Мы пошли в город. Я чувствовал себя добрым пастырем, спасающим отбившуюся от стада овцу. Внезапно мне пришло на ум, что Надя, наверное, чувствует то же самое. Это меня рассмешило.

— Чего ты? — спросила Надя.

— Просто так.

Залитый солнцем город просыпался. С грохотом открывались жалюзи, над витринами тенты. Ветерок шевелил конфетные обертки, обрывки газет. Припорошенные пылью апельсиновые корки и ореховая скорлупа валялись на асфальте. Усатые дворники сметали метлами мусор. Пальмы были обернуты рогожами. Зеленели мелкие жесткие листья на аккуратно подстриженных кустах. И казалось, нет никакой зимы, на улице весна.

Несмотря на ранний час, полуподвальные ресторанчики уже открылись.
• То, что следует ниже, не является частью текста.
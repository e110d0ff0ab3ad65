//! Multi-file record heap: tracks the bank of meta and data files backing a
//! slot directory, owns file-id/rec-num allocation, and rolls the "current
//! write" file over to a pre-built spare when it seals (§4.1).

use std::collections::BTreeMap;
use std::fs;
use std::path::{Path, PathBuf};
use std::sync::atomic::{AtomicU32, AtomicU64, Ordering};
use std::sync::Arc;

use anyhow::{bail, Context, Result};
use parking_lot::{Mutex, RwLock};

use crate::coordinate::{Coordinate, FileId};
use crate::heap_file::{FileKind, HeapFile};
use crate::record::{
    ChunkDataRecord, ChunkMapRecord, MetaRecord, RecNum, RecordHeader, RECORD_HEADER_SIZE,
};
use nc_api_types::RecordKind;

fn file_name(prefix: &str, kind: FileKind, id: FileId) -> String {
    let letter = match kind {
        FileKind::Meta => 'm',
        FileKind::Data => 'd',
    };
    format!("{prefix}{letter}{id}.db")
}

/// Owns every [`HeapFile`] for one slot directory: the current write file of
/// each kind, any pre-built spares, and everything else kept around only to
/// be read (or compacted) until the garbage collector reclaims it.
pub struct RecordHeap {
    dir: PathBuf,
    prefix: String,
    file_size: u32,
    next_file_id: AtomicU32,
    next_rec_num: AtomicU64,
    meta_files: RwLock<BTreeMap<FileId, Arc<HeapFile>>>,
    data_files: RwLock<BTreeMap<FileId, Arc<HeapFile>>>,
    current_meta: RwLock<Arc<HeapFile>>,
    current_data: RwLock<Arc<HeapFile>>,
    spare_meta: Mutex<Option<Arc<HeapFile>>>,
    spare_data: Mutex<Option<Arc<HeapFile>>>,
}

impl RecordHeap {
    /// Open (or initialize) the heap rooted at `dir`, replaying every file
    /// already on disk so `next_file_id`/`next_rec_num` resume correctly.
    pub fn open(dir: &Path, prefix: &str, file_size: u32) -> Result<Self> {
        fs::create_dir_all(dir).with_context(|| format!("creating storage dir {}", dir.display()))?;

        let mut meta_files = BTreeMap::new();
        let mut data_files = BTreeMap::new();
        let mut max_file_id: FileId = 0;
        let mut max_rec_num: RecNum = 0;

        for entry in fs::read_dir(dir).with_context(|| format!("reading storage dir {}", dir.display()))? {
            let entry = entry?;
            let path = entry.path();
            let Some(name) = path.file_name().and_then(|n| n.to_str()) else {
                continue;
            };
            let Some((kind, id)) = parse_file_name(name, prefix) else {
                continue;
            };
            let heap_file = match HeapFile::open_existing(&path, id) {
                Ok(f) => f,
                Err(err) => {
                    log::warn!("skipping unreadable heap file {name}: {err}");
                    continue;
                }
            };
            max_file_id = max_file_id.max(id);
            for (_, header, _) in heap_file.iter_records() {
                max_rec_num = max_rec_num.max(header.rec_num);
            }
            let arc = Arc::new(heap_file);
            match kind {
                FileKind::Meta => {
                    meta_files.insert(id, arc);
                }
                FileKind::Data => {
                    data_files.insert(id, arc);
                }
            }
        }

        let next_file_id = AtomicU32::new(max_file_id + 1);
        let next_rec_num = AtomicU64::new(max_rec_num + 1);

        let current_meta = match meta_files.values().rev().find(|f| !f.is_sealed()) {
            Some(f) => f.clone(),
            None => {
                let id = next_file_id.fetch_add(1, Ordering::SeqCst);
                let path = dir.join(file_name(prefix, FileKind::Meta, id));
                let f = Arc::new(HeapFile::create(&path, id, FileKind::Meta, file_size)?);
                meta_files.insert(id, f.clone());
                f
            }
        };
        let current_data = match data_files.values().rev().find(|f| !f.is_sealed()) {
            Some(f) => f.clone(),
            None => {
                let id = next_file_id.fetch_add(1, Ordering::SeqCst);
                let path = dir.join(file_name(prefix, FileKind::Data, id));
                let f = Arc::new(HeapFile::create(&path, id, FileKind::Data, file_size)?);
                data_files.insert(id, f.clone());
                f
            }
        };

        Ok(RecordHeap {
            dir: dir.to_path_buf(),
            prefix: prefix.to_string(),
            file_size,
            next_file_id,
            next_rec_num,
            meta_files: RwLock::new(meta_files),
            data_files: RwLock::new(data_files),
            current_meta: RwLock::new(current_meta),
            current_data: RwLock::new(current_data),
            spare_meta: Mutex::new(None),
            spare_data: Mutex::new(None),
        })
    }

    fn alloc_rec_num(&self) -> RecNum {
        self.next_rec_num.fetch_add(1, Ordering::SeqCst)
    }

    fn alloc_file_id(&self) -> FileId {
        self.next_file_id.fetch_add(1, Ordering::SeqCst)
    }

    /// Ensure a spare file of each kind exists, building one if missing. A
    /// background thread (owned by [`crate::context::StorageContext`]) calls
    /// this periodically so rollover never blocks a writer on file creation.
    pub fn ensure_spares(&self) -> Result<()> {
        {
            let mut spare = self.spare_meta.lock();
            if spare.is_none() {
                let id = self.alloc_file_id();
                let path = self.dir.join(file_name(&self.prefix, FileKind::Meta, id));
                let f = Arc::new(HeapFile::create(&path, id, FileKind::Meta, self.file_size)?);
                self.meta_files.write().insert(id, f.clone());
                *spare = Some(f);
            }
        }
        {
            let mut spare = self.spare_data.lock();
            if spare.is_none() {
                let id = self.alloc_file_id();
                let path = self.dir.join(file_name(&self.prefix, FileKind::Data, id));
                let f = Arc::new(HeapFile::create(&path, id, FileKind::Data, self.file_size)?);
                self.data_files.write().insert(id, f.clone());
                *spare = Some(f);
            }
        }
        Ok(())
    }

    fn current(&self, kind: FileKind) -> Arc<HeapFile> {
        match kind {
            FileKind::Meta => self.current_meta.read().clone(),
            FileKind::Data => self.current_data.read().clone(),
        }
    }

    /// Roll `kind`'s current file over to its spare, building one inline (at
    /// the cost of blocking this writer) if the background thread hasn't
    /// prepared one yet.
    fn rollover(&self, kind: FileKind) -> Result<Arc<HeapFile>> {
        let spare_slot = match kind {
            FileKind::Meta => &self.spare_meta,
            FileKind::Data => &self.spare_data,
        };
        let next = {
            let mut slot = spare_slot.lock();
            match slot.take() {
                Some(f) => f,
                None => {
                    log::warn!("no spare {kind:?} file ready, building one synchronously");
                    let id = self.alloc_file_id();
                    let path = self.dir.join(file_name(&self.prefix, kind, id));
                    let f = Arc::new(HeapFile::create(&path, id, kind, self.file_size)?);
                    let mut files = match kind {
                        FileKind::Meta => self.meta_files.write(),
                        FileKind::Data => self.data_files.write(),
                    };
                    files.insert(id, f.clone());
                    f
                }
            }
        };
        match kind {
            FileKind::Meta => *self.current_meta.write() = next.clone(),
            FileKind::Data => *self.current_data.write() = next.clone(),
        }
        Ok(next)
    }

    fn append(&self, kind: FileKind, record_kind: RecordKind, payload: &[u8]) -> Result<Coordinate> {
        if payload.len() > u16::MAX as usize {
            bail!("record payload too large ({} bytes)", payload.len());
        }
        let total = RECORD_HEADER_SIZE as u16 + payload.len() as u16;
        let rec_num = self.alloc_rec_num();

        let mut file = self.current(kind);
        let offset = loop {
            if let Some(off) = file.reserve(total) {
                break off;
            }
            file = self.rollover(kind)?;
        };

        let header = RecordHeader {
            rec_num,
            rec_size: payload.len() as u16,
            kind: record_kind,
        };
        let buf = file.slice_mut(offset, total)?;
        header.write_to(&mut buf[0..RECORD_HEADER_SIZE])?;
        buf[RECORD_HEADER_SIZE..].copy_from_slice(payload);

        Ok(Coordinate::new(file.file_id, offset))
    }

    pub fn append_meta(&self, meta: &MetaRecord) -> Result<Coordinate> {
        self.append(FileKind::Meta, RecordKind::Meta, &meta.encode())
    }

    pub fn append_chunk_map(&self, rec: &ChunkMapRecord) -> Result<Coordinate> {
        self.append(FileKind::Data, RecordKind::ChunkMap, &rec.encode())
    }

    pub fn append_chunk_data(&self, rec: &ChunkDataRecord) -> Result<Coordinate> {
        self.append(FileKind::Data, RecordKind::ChunkData, &rec.encode())
    }

    fn resolve(&self, coord: Coordinate, kind: FileKind) -> Result<Arc<HeapFile>> {
        let file_id = coord
            .file_id()
            .ok_or_else(|| anyhow::anyhow!("attempted to resolve an absent coordinate"))?;
        let files = match kind {
            FileKind::Meta => self.meta_files.read(),
            FileKind::Data => self.data_files.read(),
        };
        files
            .get(&file_id)
            .cloned()
            .ok_or_else(|| anyhow::anyhow!("corrupt storage: unknown file id {file_id}"))
    }

    pub fn read_meta(&self, coord: Coordinate) -> Result<MetaRecord> {
        let file = self.resolve(coord, FileKind::Meta)?;
        let (header, payload) = file.read_record_at(coord.offset())?;
        if header.kind != RecordKind::Meta {
            bail!("corrupt storage: expected meta record, found {:?}", header.kind);
        }
        MetaRecord::decode(header.rec_num, payload)
    }

    pub fn read_chunk_map(&self, coord: Coordinate) -> Result<ChunkMapRecord> {
        let file = self.resolve(coord, FileKind::Data)?;
        let (header, payload) = file.read_record_at(coord.offset())?;
        if header.kind != RecordKind::ChunkMap {
            bail!("corrupt storage: expected chunk-map record, found {:?}", header.kind);
        }
        ChunkMapRecord::decode(header.rec_num, payload)
    }

    pub fn read_chunk_data(&self, coord: Coordinate) -> Result<ChunkDataRecord> {
        let file = self.resolve(coord, FileKind::Data)?;
        let (header, payload) = file.read_record_at(coord.offset())?;
        if header.kind != RecordKind::ChunkData {
            bail!("corrupt storage: expected chunk-data record, found {:?}", header.kind);
        }
        ChunkDataRecord::decode(header.rec_num, payload)
    }

    /// Patch a chunk record's `up-coord` back-pointer in place. Used both
    /// when a parent map first learns its children's identities and by the
    /// compactor when relocating a child (§4.1 step 3).
    pub fn patch_up_coord(&self, coord: Coordinate, new_up: Coordinate) -> Result<()> {
        if coord.is_absent() {
            return Ok(());
        }
        let file = self.resolve(coord, FileKind::Data)?;
        let (header, _) = file.read_record_at(coord.offset())?;
        if !matches!(header.kind, RecordKind::ChunkMap | RecordKind::ChunkData) {
            bail!("corrupt storage: patch_up_coord on non-chunk record {:?}", header.kind);
        }
        let payload_off = coord.offset() + RECORD_HEADER_SIZE as u32;
        let buf = file.slice_mut(payload_off, 8)?;
        buf.copy_from_slice(&new_up.raw().to_le_bytes());
        Ok(())
    }

    /// Patch the coordinate stored at `child_index` of the chunk-map record
    /// at `parent_coord`. This is the one edit a chunk-map record ever
    /// undergoes after being written (§4.1 step 3).
    pub fn patch_child_slot(&self, parent_coord: Coordinate, child_index: usize, new_child: Coordinate) -> Result<()> {
        let file = self.resolve(parent_coord, FileKind::Data)?;
        let (header, _) = file.read_record_at(parent_coord.offset())?;
        if header.kind != RecordKind::ChunkMap {
            bail!("corrupt storage: patch_child_slot on non-chunk-map record {:?}", header.kind);
        }
        let payload_off = parent_coord.offset() + RECORD_HEADER_SIZE as u32;
        let child_off = payload_off + 12 + (child_index as u32) * 8;
        let buf = file.slice_mut(child_off, 8)?;
        buf.copy_from_slice(&new_child.raw().to_le_bytes());
        Ok(())
    }

    /// Mark the bytes a now-stale record occupied as garbage, used by GC and
    /// the compactor once a record has been superseded or relocated.
    pub fn mark_garbage(&self, coord: Coordinate, kind: FileKind, rec_total_size: u32) -> Result<()> {
        self.resolve(coord, kind)?.mark_garbage(coord.offset(), rec_total_size)
    }

    pub fn data_file_ids(&self) -> Vec<FileId> {
        self.data_files.read().keys().copied().collect()
    }

    /// The data file currently accepting new appends; compaction must never
    /// pick this one (§4.9).
    pub fn current_data_file_id(&self) -> FileId {
        self.current_data.read().file_id
    }

    pub fn meta_file_ids(&self) -> Vec<FileId> {
        self.meta_files.read().keys().copied().collect()
    }

    pub fn data_file(&self, id: FileId) -> Option<Arc<HeapFile>> {
        self.data_files.read().get(&id).cloned()
    }

    pub fn meta_file(&self, id: FileId) -> Option<Arc<HeapFile>> {
        self.meta_files.read().get(&id).cloned()
    }

    /// Flush every mapped file to disk. Called from the periodic sync loop
    /// at `sync_time_period` (§10.4).
    pub fn msync_all(&self) -> Result<()> {
        for f in self.meta_files.read().values() {
            f.msync()?;
        }
        for f in self.data_files.read().values() {
            f.msync()?;
        }
        Ok(())
    }
}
Мы спустились по каменным прохладным ступенькам, сели за накрытый липкой клеенкой стол. Солнечные лучи еще не проникали сюда. В ресторанчике был полумрак, вкусно пахло вином, табачным дымом и чем-то очень острым, возбуждающим аппетит. Склонный к полноте грузин в незастегнутой куртке вытирал за буфетной стойкой стаканы. Он посмотрел на нас и что-то крикнул в проем за стойкой, занавешенный тяжелой портьерой. Тотчас появился официант — худой, длинный. Он искоса взглянул на нас и что-то сказал буфетчику. Тот возразил ему. Официант, вытирая размашистыми движениями попадающиеся на его пути столики, стал приближаться к нам. Остановившись, он посмотрел отсутствующим взглядом в окно на ноги прохожих, перекинул полотенце через руку и спросил:

— Пить будете или есть?

— И пить и есть, — ответил я

Официант кивнул.

— Могу харчо предложить и лобио.

— Несите и то и другое, — сказал я. — И еще — графинчик маджари.

Минут через пять официант принес на черном подносе с красным цветком графин вина, остывшее харчо, лобио и тонко нарезанный хлеб с примесью кукурузной муки.

Надя сидела чуть сгорбившись, положив руки на колени.

Я пододвинул к ней тарелку с лобио. Отщипывая мякиш, макая его в густую коричневую подливку, Надя стала есть. Ела она жадно, но в этой жадности не было ничего отталкивающего.

— Заказать еще? — спросил я, когда Надя отодвинула тарелку с остатками харчо.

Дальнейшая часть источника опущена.